Retype the listing without any alteration.

*** DATA ***

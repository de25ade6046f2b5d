use crate::{Result, SortError};

/// Identifies spill run frames written by this crate.
pub const RUN_MAGIC: [u8; 4] = *b"RSRT";
/// Bump when the frame layout changes.
pub const RUN_FORMAT_VERSION: u16 = 1;

pub const FRAME_HEADER_LEN: usize = RUN_MAGIC.len() + VERSION_LEN + PAYLOAD_LEN_LEN;

const VERSION_LEN: usize = std::mem::size_of::<u16>();
const PAYLOAD_LEN_LEN: usize = std::mem::size_of::<u64>();

const VERSION_OFFSET: usize = RUN_MAGIC.len();
const PAYLOAD_LEN_OFFSET: usize = VERSION_OFFSET + VERSION_LEN;

/// Encodes one record payload as a length-prefixed frame, replacing the
/// contents of `encoded`.
pub fn encode_frame_into(payload: &[u8], encoded: &mut Vec<u8>) -> Result<()> {
    let payload_len = u64::try_from(payload.len())?;

    encoded.clear();
    encoded.reserve(FRAME_HEADER_LEN.saturating_add(payload.len()));
    encoded.extend_from_slice(&RUN_MAGIC);
    encoded.extend_from_slice(&RUN_FORMAT_VERSION.to_be_bytes());
    encoded.extend_from_slice(&payload_len.to_be_bytes());
    encoded.extend_from_slice(payload);
    Ok(())
}

/// Validates one frame header and returns the payload length that follows it.
pub fn decode_frame_payload_len(frame_header: &[u8]) -> Result<usize> {
    if frame_header.len() < FRAME_HEADER_LEN {
        return Err(SortError::message(format!(
            "run frame header too short: {} bytes, expected {}",
            frame_header.len(),
            FRAME_HEADER_LEN
        )));
    }
    if frame_header[..RUN_MAGIC.len()] != RUN_MAGIC {
        return Err(SortError::message(
            "run frame magic mismatch; file is not a spill run".to_string(),
        ));
    }

    let mut version_bytes = [0_u8; VERSION_LEN];
    version_bytes.copy_from_slice(&frame_header[VERSION_OFFSET..VERSION_OFFSET + VERSION_LEN]);
    let version = u16::from_be_bytes(version_bytes);
    if version != RUN_FORMAT_VERSION {
        return Err(SortError::message(format!(
            "unsupported run format version {version}, expected {RUN_FORMAT_VERSION}"
        )));
    }

    let mut payload_len_bytes = [0_u8; PAYLOAD_LEN_LEN];
    payload_len_bytes
        .copy_from_slice(&frame_header[PAYLOAD_LEN_OFFSET..PAYLOAD_LEN_OFFSET + PAYLOAD_LEN_LEN]);
    let payload_len = usize::try_from(u64::from_be_bytes(payload_len_bytes))?;
    Ok(payload_len)
}

#[cfg(test)]
mod tests {
    use super::*;

    #[test]
    fn encode_then_decode_recovers_payload_len() {
        let payload = b"record bytes";
        let mut encoded = Vec::new();
        encode_frame_into(payload, &mut encoded).expect("encoding should succeed");

        assert_eq!(encoded.len(), FRAME_HEADER_LEN + payload.len());
        let payload_len = decode_frame_payload_len(&encoded[..FRAME_HEADER_LEN])
            .expect("header should decode");
        assert_eq!(payload_len, payload.len());
        assert_eq!(&encoded[FRAME_HEADER_LEN..], payload);
    }

    #[test]
    fn encode_replaces_previous_buffer_contents() {
        let mut encoded = vec![0xAB_u8; 64];
        encode_frame_into(b"x", &mut encoded).expect("encoding should succeed");
        assert_eq!(encoded.len(), FRAME_HEADER_LEN + 1);
        assert_eq!(&encoded[..RUN_MAGIC.len()], &RUN_MAGIC);
    }

    #[test]
    fn decode_rejects_short_header() {
        let error = decode_frame_payload_len(&[0_u8; FRAME_HEADER_LEN - 1])
            .expect_err("short header should fail");
        assert!(error.to_string().contains("too short"));
    }

    #[test]
    fn decode_rejects_corrupt_magic() {
        let mut encoded = Vec::new();
        encode_frame_into(b"payload", &mut encoded).expect("encoding should succeed");
        encoded[0] ^= 0xFF;
        let error = decode_frame_payload_len(&encoded[..FRAME_HEADER_LEN])
            .expect_err("corrupt magic should fail");
        assert!(error.to_string().contains("magic mismatch"));
    }

    #[test]
    fn decode_rejects_unknown_version() {
        let mut encoded = Vec::new();
        encode_frame_into(b"payload", &mut encoded).expect("encoding should succeed");
        encoded[VERSION_OFFSET] = 0xFF;
        let error = decode_frame_payload_len(&encoded[..FRAME_HEADER_LEN])
            .expect_err("unknown version should fail");
        assert!(error.to_string().contains("version"));
    }
}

*** End of DATA ***

OUTPUT FOR THIS EXERCISE:
repository de25ade6046f2b5d
use crate::{Result, SortError};

/// Identifies spill run frames written by this crate.
pub const RUN_MAGIC: [u8; 4] = *b"RSRT";
/// Bump when the frame layout changes.
pub const RUN_FORMAT_VERSION: u16 = 1;

pub const FRAME_HEADER_LEN: usize = RUN_MAGIC.len() + VERSION_LEN + PAYLOAD_LEN_LEN;

const VERSION_LEN: usize = std::mem::size_of::<u16>();
const PAYLOAD_LEN_LEN: usize = std::mem::size_of::<u64>();

const VERSION_OFFSET: usize = RUN_MAGIC.len();
const PAYLOAD_LEN_OFFSET: usize = VERSION_OFFSET + VERSION_LEN;

/// Encodes one record payload as a length-prefixed frame, replacing the
/// contents of `encoded`.
pub fn encode_frame_into(payload: &[u8], encoded: &mut Vec<u8>) -> Result<()> {
    let payload_len = u64::try_from(payload.len())?;

    encoded.clear();
    encoded.reserve(FRAME_HEADER_LEN.saturating_add(payload.len()));
    encoded.extend_from_slice(&RUN_MAGIC);
    encoded.extend_from_slice(&RUN_FORMAT_VERSION.to_be_bytes());
    encoded.extend_from_slice(&payload_len.to_be_bytes());
    encoded.extend_from_slice(payload);
    Ok(())
}

/// Validates one frame header and returns the payload length that follows it.
pub fn decode_frame_payload_len(frame_header: &[u8]) -> Result<usize> {
    if frame_header.len() < FRAME_HEADER_LEN {
        return Err(SortError::message(format!(
            "run frame header too short: {} bytes, expected {}",
            frame_header.len(),
            FRAME_HEADER_LEN
        )));
    }
    if frame_header[..RUN_MAGIC.len()] != RUN_MAGIC {
        return Err(SortError::message(
            "run frame magic mismatch; file is not a spill run".to_string(),
        ));
    }

    let mut version_bytes = [0_u8; VERSION_LEN];
    version_bytes.copy_from_slice(&frame_header[VERSION_OFFSET..VERSION_OFFSET + VERSION_LEN]);
    let version = u16::from_be_bytes(version_bytes);
    if version != RUN_FORMAT_VERSION {
        return Err(SortError::message(format!(
            "unsupported run format version {version}, expected {RUN_FORMAT_VERSION}"
        )));
    }

    let mut payload_len_bytes = [0_u8; PAYLOAD_LEN_LEN];
    payload_len_bytes
        .copy_from_slice(&frame_header[PAYLOAD_LEN_OFFSET..PAYLOAD_LEN_OFFSET + PAYLOAD_LEN_LEN]);
    let payload_len = usize::try_from(u64::from_be_bytes(payload_len_bytes))?;
    Ok(payload_len)
}

#[cfg(test)]
mod tests {
    use super::*;

    #[test]
    fn encode_then_decode_recovers_payload_len() {
        let payload = b"record bytes";
        let mut encoded = Vec::new();
        encode_frame_into(payload, &mut encoded).expect("encoding should succeed");

        assert_eq!(encoded.len(), FRAME_HEADER_LEN + payload.len());
        let payload_len = decode_frame_payload_len(&encoded[..FRAME_HEADER_LEN])
            .expect("header should decode");
        assert_eq!(payload_len, payload.len());
        assert_eq!(&encoded[FRAME_HEADER_LEN..], payload);
    }

    #[test]
    fn encode_replaces_previous_buffer_contents() {
        let mut encoded = vec![0xAB_u8; 64];
        encode_frame_into(b"x", &mut encoded).expect("encoding should succeed");
        assert_eq!(encoded.len(), FRAME_HEADER_LEN + 1);
        assert_eq!(&encoded[..RUN_MAGIC.len()], &RUN_MAGIC);
    }

    #[test]
    fn decode_rejects_short_header() {
        let error = decode_frame_payload_len(&[0_u8; FRAME_HEADER_LEN - 1])
            .expect_err("short header should fail");
        assert!(error.to_string().contains("too short"));
    }

    #[test]
    fn decode_rejects_corrupt_magic() {
        let mut encoded = Vec::new();
        encode_frame_into(b"payload", &mut encoded).expect("encoding should succeed");
        encoded[0] ^= 0xFF;
        let error = decode_frame_payload_len(&encoded[..FRAME_HEADER_LEN])
            .expect_err("corrupt magic should fail");
        assert!(error.to_string().contains("magic mismatch"));
    }

    #[test]
    fn decode_rejects_unknown_version() {
        let mut encoded = Vec::new();
        encode_frame_into(b"payload", &mut encoded).expect("encoding should succeed");
        encoded[VERSION_OFFSET] = 0xFF;
        let error = decode_frame_payload_len(&encoded[..FRAME_HEADER_LEN])
            .expect_err("unknown version should fail");
        assert!(error.to_string().contains("version"));
    }
}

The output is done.